Boss: Sorry, Milton. Oh and I’m going to have to ask you to go ahead and move your desk to the basement…
Milton and the Boss are committed to disagreeing about whether_______________
A) Milton should move his desk to the basement.
B) The red Swingline stapler jams less.
C) Milton should be allowed to keep his red stapler.
D) The company previously switched to Boston staplers.
E) Milton needs to go ahead and come in on Saturday.
What do you think? Post your response (along with an explanation!) in the comments field below, and we’ll add the solution later today!
This is a unique variation of an Inference question, as the question asks for the subject on which the two parties must be in disagreement. They may well disagree on each of the answer choices, but only one of them is definite based on the passage.

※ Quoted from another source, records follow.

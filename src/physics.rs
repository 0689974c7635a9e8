//! Top-down vehicle dynamics, integrated at a fixed step.
//!
//! Each step runs the same pipeline in a fixed order, every stage consuming
//! the output of the previous one:
//! 1. progressive steering (bias eased toward the target, authority grows with speed)
//! 2. forward vector from the new heading
//! 3. grass transition smoothing
//! 4. throttle / brake / reverse along the forward vector
//! 5. rolling friction plus quadratic drag
//! 6. absolute speed cap
//! 7. lateral grip (partial drift)
//! 8. probe-based collision against the terrain grid, with a damped bounce

use crate::config::CarSettings;
use crate::data::{normalize_degrees, ControlIntents, Pose, TrackBounds};
use crate::terrain::TerrainGrid;
use glam::Vec2;

/// Below this speed, velocity is never normalized
const SPEED_EPSILON: f32 = 0.01;

/// A coasting car slower than this is brought to rest
const REST_SPEED: f32 = 0.05;

/// Full dynamic state of the car
#[derive(Debug, Clone, PartialEq)]
pub struct VehicleState {
    pub position: Vec2,
    pub rotation_deg: f32,
    pub velocity: Vec2,
    /// Smoothed steering input in [-1, 1]
    pub steer_bias: f32,
    /// Smoothed 0..1 blend between road and grass behaviour
    pub grass_intensity: f32,

    // Previous step, kept for render interpolation
    pub prev_position: Vec2,
    pub prev_rotation_deg: f32,

    /// Odometer
    pub distance: f32,
    /// Set when the last step ended in a wall bounce
    pub is_colliding: bool,
}

impl VehicleState {
    pub fn at_pose(pose: Pose) -> Self {
        Self {
            position: pose.position,
            rotation_deg: pose.rotation_deg,
            velocity: Vec2::ZERO,
            steer_bias: 0.0,
            grass_intensity: 0.0,
            prev_position: pose.position,
            prev_rotation_deg: pose.rotation_deg,
            distance: 0.0,
            is_colliding: false,
        }
    }

    pub fn pose(&self) -> Pose {
        Pose {
            position: self.position,
            rotation_deg: self.rotation_deg,
        }
    }

    pub fn previous_pose(&self) -> Pose {
        Pose {
            position: self.prev_position,
            rotation_deg: self.prev_rotation_deg,
        }
    }

    pub fn speed(&self) -> f32 {
        self.velocity.length()
    }

    pub fn forward(&self) -> Vec2 {
        Vec2::from_angle(self.rotation_deg.to_radians())
    }
}

pub struct VehicleModel {
    settings: CarSettings,
    spawn: Pose,
    state: VehicleState,
}

impl VehicleModel {
    pub fn new(settings: CarSettings) -> Self {
        let spawn = Pose::new(
            Vec2::new(settings.spawn_x, settings.spawn_y),
            settings.spawn_rotation_deg,
        );
        Self {
            settings,
            spawn,
            state: VehicleState::at_pose(spawn),
        }
    }

    pub fn settings(&self) -> &CarSettings {
        &self.settings
    }

    pub fn state(&self) -> &VehicleState {
        &self.state
    }

    pub fn position(&self) -> Vec2 {
        self.state.position
    }

    pub fn rotation(&self) -> f32 {
        self.state.rotation_deg
    }

    pub fn speed(&self) -> f32 {
        self.state.speed()
    }

    /// Speed for HUD display
    pub fn speed_kmh(&self) -> f32 {
        self.state.speed() * 3.6
    }

    pub fn distance(&self) -> f32 {
        self.state.distance
    }

    pub fn spawn(&self) -> Pose {
        self.spawn
    }

    /// Move the spawn point and place the car on it
    pub fn set_spawn(&mut self, spawn: Pose) {
        self.spawn = spawn;
        self.reset();
    }

    /// Teleport; also collapses the interpolation window onto the new pose
    pub fn set_pose(&mut self, pose: Pose) {
        let pose = Pose::new(pose.position, pose.rotation_deg);
        self.state.position = pose.position;
        self.state.rotation_deg = pose.rotation_deg;
        self.state.prev_position = pose.position;
        self.state.prev_rotation_deg = pose.rotation_deg;
    }

    pub fn reset_velocity(&mut self) {
        self.state.velocity = Vec2::ZERO;
    }

    /// Back to the spawn pose with all dynamic state cleared
    pub fn reset(&mut self) {
        self.state = VehicleState::at_pose(self.spawn);
    }

    pub fn interpolated_position(&self, alpha: f32) -> Vec2 {
        self.interpolated_pose(alpha).position
    }

    /// Render pose between the previous and current step. Read-only.
    pub fn interpolated_pose(&self, alpha: f32) -> Pose {
        let alpha = alpha.clamp(0.0, 1.0);
        self.state.previous_pose().lerp(&self.state.pose(), alpha)
    }

    /// Advance the car by one fixed step
    pub fn step(
        &mut self,
        dt: f32,
        intents: &ControlIntents,
        bounds: &TrackBounds,
        terrain: &TerrainGrid,
    ) {
        let cfg = &self.settings;
        let state = &mut self.state;

        state.prev_position = state.position;
        state.prev_rotation_deg = state.rotation_deg;

        // 1. Steering
        let speed = state.speed();
        update_steering(state, cfg, intents, speed, dt);

        // 2. Forward vector from the new heading
        let forward = state.forward();

        // 3. Terrain transition smoothing
        let on_grass = terrain.is_on_grass(state.position);
        update_grass_intensity(state, cfg, on_grass, dt);

        // 4. Acceleration
        apply_drive(state, cfg, intents, forward, dt);

        // 5. Resistance
        apply_resistance(state, cfg, intents, dt);

        // 6. Absolute speed cap; off-road top speed comes from drag alone
        state.velocity = state.velocity.clamp_length_max(cfg.max_speed);

        // 7. Lateral grip
        apply_lateral_grip(state, cfg, forward);

        // 8. Collision resolution
        resolve_motion(state, cfg, forward, bounds, terrain, dt);
    }
}

fn update_steering(
    state: &mut VehicleState,
    cfg: &CarSettings,
    intents: &ControlIntents,
    speed: f32,
    dt: f32,
) {
    let target = intents.steer_target();
    let max_delta = cfg.steering_response * dt;
    state.steer_bias += (target - state.steer_bias).clamp(-max_delta, max_delta);
    state.steer_bias = state.steer_bias.clamp(-1.0, 1.0);

    let turn_factor = (speed / cfg.turn_reference_speed).min(1.0);
    let rotation_delta = state.steer_bias * cfg.max_turn_rate_deg * turn_factor * dt;
    state.rotation_deg = normalize_degrees(state.rotation_deg + rotation_delta);
}

fn update_grass_intensity(state: &mut VehicleState, cfg: &CarSettings, on_grass: bool, dt: f32) {
    state.grass_intensity = if on_grass {
        (state.grass_intensity + cfg.grass_ramp_up * dt).min(1.0)
    } else {
        (state.grass_intensity - cfg.grass_decay * dt).max(0.0)
    };
}

fn apply_drive(
    state: &mut VehicleState,
    cfg: &CarSettings,
    intents: &ControlIntents,
    forward: Vec2,
    dt: f32,
) {
    if intents.accelerate {
        let power = cfg.acceleration
            * (1.0 - cfg.grass_power_loss * state.grass_intensity)
            * (1.0 - cfg.corner_power_loss * state.steer_bias.abs());
        state.velocity += forward * power.max(0.0) * dt;
    }

    if intents.brake {
        let forward_speed = state.velocity.dot(forward);
        if forward_speed > cfg.reverse_threshold {
            state.velocity -= forward * cfg.braking * dt;
        } else if -forward_speed < cfg.max_reverse_speed {
            state.velocity -= forward * cfg.reverse_acceleration * dt;
        }
    }
}

fn apply_resistance(state: &mut VehicleState, cfg: &CarSettings, intents: &ControlIntents, dt: f32) {
    let speed = state.speed();
    if speed <= SPEED_EPSILON {
        if intents.is_coasting() {
            state.velocity = Vec2::ZERO;
        }
        return;
    }

    let grass = state.grass_intensity;
    let mut friction = cfg.rolling_friction
        * (1.0 + cfg.grass_friction_factor * grass)
        * (1.0 + cfg.steer_friction_factor * state.steer_bias.abs());
    if intents.is_coasting() {
        friction *= cfg.engine_brake_factor;
    }
    let drag = cfg.drag_coefficient * (1.0 + cfg.grass_drag_factor * grass) * speed * speed;

    let new_speed = (speed - (friction + drag) * dt).max(0.0);
    if new_speed < REST_SPEED && intents.is_coasting() {
        state.velocity = Vec2::ZERO;
    } else {
        state.velocity *= new_speed / speed;
    }
}

fn apply_lateral_grip(state: &mut VehicleState, cfg: &CarSettings, forward: Vec2) {
    let speed = state.speed();
    let forward_speed = state.velocity.dot(forward);
    let lateral = state.velocity - forward * forward_speed;

    let retention = (cfg.lateral_retention - (speed / cfg.grip_speed_scale).min(cfg.grip_speed_bonus))
        .clamp(0.0, 1.0);
    state.velocity = forward * forward_speed + lateral * retention;
}

/// Half extents of the car's rotated bounding box
fn rotated_half_extents(cfg: &CarSettings, forward: Vec2) -> Vec2 {
    let half_length = cfg.length / 2.0;
    let half_width = cfg.width / 2.0;
    let (c, s) = (forward.x.abs(), forward.y.abs());
    Vec2::new(c * half_length + s * half_width, s * half_length + c * half_width)
}

fn resolve_motion(
    state: &mut VehicleState,
    cfg: &CarSettings,
    forward: Vec2,
    bounds: &TrackBounds,
    terrain: &TerrainGrid,
    dt: f32,
) {
    let candidate = bounds.clamp_with_margin(
        state.position + state.velocity * dt,
        rotated_half_extents(cfg, forward),
    );

    // Probe the bumper on the side we are moving towards, plus the centre
    let half_length = cfg.length / 2.0;
    let bumper = if state.velocity.dot(forward) >= 0.0 {
        candidate + forward * half_length
    } else {
        candidate - forward * half_length
    };

    let blocked = !terrain.is_traversable(candidate) || !terrain.is_traversable(bumper);
    if blocked {
        state.velocity = -state.velocity * cfg.bounce_restitution;
        state.is_colliding = true;
        return;
    }

    state.distance += candidate.distance(state.position);
    state.position = candidate;
    state.is_colliding = false;
}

The correct answer is C, as both parties mention the stapler, and each has a different opinion. Milton provides reasons that he should be allowed to keep it, and his boss denies him that opportunity and takes it. Because both parties explicitly express an opposite opinion about Milton’s ability to keep his stapler, they must be in disagreement about it.
As in any Inference problem, the other answers could be true, but are not necessarily true. It’s very likely that Milton does not want to come in on Saturday (who would?) and that he wouldn’t want to move his desk to the basement, but because there is no explicit evidence of either, neither is correct. Correct Inference answers on the GMAT must be true, so use that burden of proof to your advantage as you approach these questions on the exam.
Follow these and other steps to GMAT success, and you may one day be in a position to have as many as…four people working directly under you (or get a high-paying consulting job at McKinsey or Bain & Company as one of the Bobs).